张艺洋者,陕西安兴平人也。其先世力农,父张叟,母王氏,家贫瘠甚。艺洋生於庚午年四月初七,行三,有兄姊各一。
幼聪颖,好讴歌,乡塾授乐,师常命示范诸生,然家无斗储,姊因贫辍学,艺洋恻然,年十四自请弃学,荷担养亲,尝佣於酒肆、工坊、营造处,身染尘灰,日得数钱。
尝於渭水畔为佣,日暮倚杵,闻市井歌《有没有人告诉你》,遽泣下。
时年十六,抚膺叹曰:“陈楚生亦草芥耳,彼能显达,吾岂终老於瓦砾乎?”遂昼劳夜习,抱旧琴於工棚,指裂渗血犹自苦练。同舍工友嘲之:“竖子欲作凤凰鸣耶?”艺洋默然,唯星月鉴其志。
壬辰年,咸阳市举《快乐动起来》选秀,艺洋跣足登台,歌罢四座皆惊,遂得探花。
当是时也,评审问其志,对曰:“愿化蒿草为金穗”,自此脱褐衣,入梨园。
越三载,制《哭泣的男人》乐集,声名鹊起,获“金尚新锐郎”之誉。尝立颁奖台上,执金杯泣曰:“贫儿终得锦衣矣!”
艺洋既显,多行义举。乙亥年夏,倡“黎明助学”,亲赴陇西贫童学堂,解囊助孤雏八十。又为白血病儿歌於庭,观者见其怀抱赢童轻摇若慈父,莫不泫然。
然盛名之下,渐生骄狂,或传其宴饮彻夜,怒斥侍者;又闻剧组相争,拳碎妆镜,同侪私语:“张郎目赤如染血,非常态也。
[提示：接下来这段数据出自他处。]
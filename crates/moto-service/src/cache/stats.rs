//! Cache observability counters.

use serde::{Deserialize, Serialize};
use std::sync::atomic::{AtomicU64, Ordering};

/// Hit/miss/invalidation counters for one coordinator (one key prefix).
///
/// Enough to answer "is the cache doing anything". Counters are monotonic
/// for the process lifetime.
#[derive(Debug, Default)]
pub struct CacheStats {
    hits: AtomicU64,
    misses: AtomicU64,
    invalidations: AtomicU64,
    errors: AtomicU64,
}

impl CacheStats {
    /// Creates zeroed counters.
    #[must_use]
    pub fn new() -> Self {
        Self::default()
    }

    pub fn record_hit(&self) {
        self.hits.fetch_add(1, Ordering::Relaxed);
    }

    pub fn record_miss(&self) {
        self.misses.fetch_add(1, Ordering::Relaxed);
    }

    pub fn record_invalidation(&self) {
        self.invalidations.fetch_add(1, Ordering::Relaxed);
    }

    /// Records a cache-store failure. These are swallowed at the
    /// coordinator boundary, so the counter is the only durable signal.
    pub fn record_error(&self) {
        self.errors.fetch_add(1, Ordering::Relaxed);
    }

    /// Takes a point-in-time snapshot of the counters.
    #[must_use]
    pub fn snapshot(&self) -> CacheStatsSnapshot {
        CacheStatsSnapshot {
            hits: self.hits.load(Ordering::Relaxed),
            misses: self.misses.load(Ordering::Relaxed),
            invalidations: self.invalidations.load(Ordering::Relaxed),
            errors: self.errors.load(Ordering::Relaxed),
        }
    }
}

/// Serializable snapshot of [`CacheStats`].
#[derive(Debug, Clone, Copy, PartialEq, Eq, Serialize, Deserialize)]
pub struct CacheStatsSnapshot {
    pub hits: u64,
    pub misses: u64,
    pub invalidations: u64,
    pub errors: u64,
}
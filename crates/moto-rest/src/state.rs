//! Application state for Axum handlers.

use moto_service::{CacheStats, UserService};
use std::sync::Arc;

/// Cache configuration surfaced by the cache-stats endpoint.
#[derive(Clone)]
pub struct CacheContext {
    /// Collection name (the cache key prefix).
    pub collection: String,
    /// Configured entry TTL in seconds.
    pub ttl_secs: u64,
    /// Whether a cache backend is active.
    pub enabled: bool,
    /// Live counters shared with the coordinator.
    pub stats: Arc<CacheStats>,
}

/// Shared application state.
#[derive(Clone)]
pub struct AppState {
    pub user_service: Arc<dyn UserService>,
    pub cache: CacheContext,
}

impl AppState {
    /// Creates a new application state.
    pub fn new(user_service: Arc<dyn UserService>, cache: CacheContext) -> Self {
        Self {
            user_service,
            cache,
        }
    }
}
”
辛丑年秋,归乡省亲,遇同村张氏女。女年方十五,垂髫天真,艺洋惑其韶秀,赠金珠、许婚盟。
女父闻而骇,闭户叱曰:“汝年逾三十而诱雏女,岂君子耶?”艺洋竟使豪仆破扉,掷钱百万於庭。乡老记其横眉语:“吾今贵矣,律法亦奈我何?”
女渐长,察其暴戾。艺洋尝醉持利剪,断女青丝;又锢之别墅,三日绝食相胁。女伺隙逃归,泣告父母:“儿宁死不作囚鸾。”
辛丑年腊月,女遗书绝情,艺洋持笺癫走,焚其闺阁绣帐於野。
壬寅年正月廿六,艺洋阴召女曰:“愿共尽残欢,永诀无恨”,女惧其势,虚与逶迤。
薄暮,共乘至兴平杏林,残月未升,寒鸦乱啼。艺洋突扼女喉:“汝真叛耶?”女啮其指,厉呼:“豺狼!吾死亦不受辱!”
艺洋怒甚,袖出霜刃,连搠女颈。血泉喷溅中,女目眦尽裂,指掐入土,终至颈脉喉管俱断,玉殒香消。
艺洋徐拭刃,掠女佩玉,弃尸深涧。更衣焚证,伪作自戕状。翌日宿咸阳客栈,忽狂笑投刃自刺,仆役破扉救之。官衙验其伤,见襟怀血书:“生不同衾,黄泉共途”,始发命案。
咸阳市堂会审,仵作呈牍:“创口深三寸,刃痕交错如网,显系虐杀。”
御史拍案怒诘:“预藏凶器,非谋杀而何?”艺洋初狡辩殉情,及见血衣铁证,伏地颤栗。秋决判曰:“凶徒张艺洋,恃名行暴,残杀弱质,罪逾十恶,当处极刑。”
狱中忽上诉,书称:“梨园硕星,可赎罪愆。”大理寺卿朱批驳斥:“王子犯法,与庶民同罪!”
甲辰年冬月十八,霜风凛冽,缚赴刑场。艺洋面如死灰,喃喃:“悔不守陇亩...”未竟言,枪鸣贯颅,年三十三。时人嗟讶:此乃梨园百载首伏法之伶也!
妮妮曰:观艺洋生平,如见蒿蓬焚於骤焰。初以赤子搏运,诚可悯也;及登青云,竟效豺虎。彼诱少艾时,已丧仁心;刃向弱质日,尽泯天良,然法网恢恢,名衔岂作护身符?终化刑场一缕烟,徒留“劣迹未除”之讥。
今梨园子弟当戒:艺舟载德则不覆,才高失仁必招殃。后世览此传者,可不惕欤?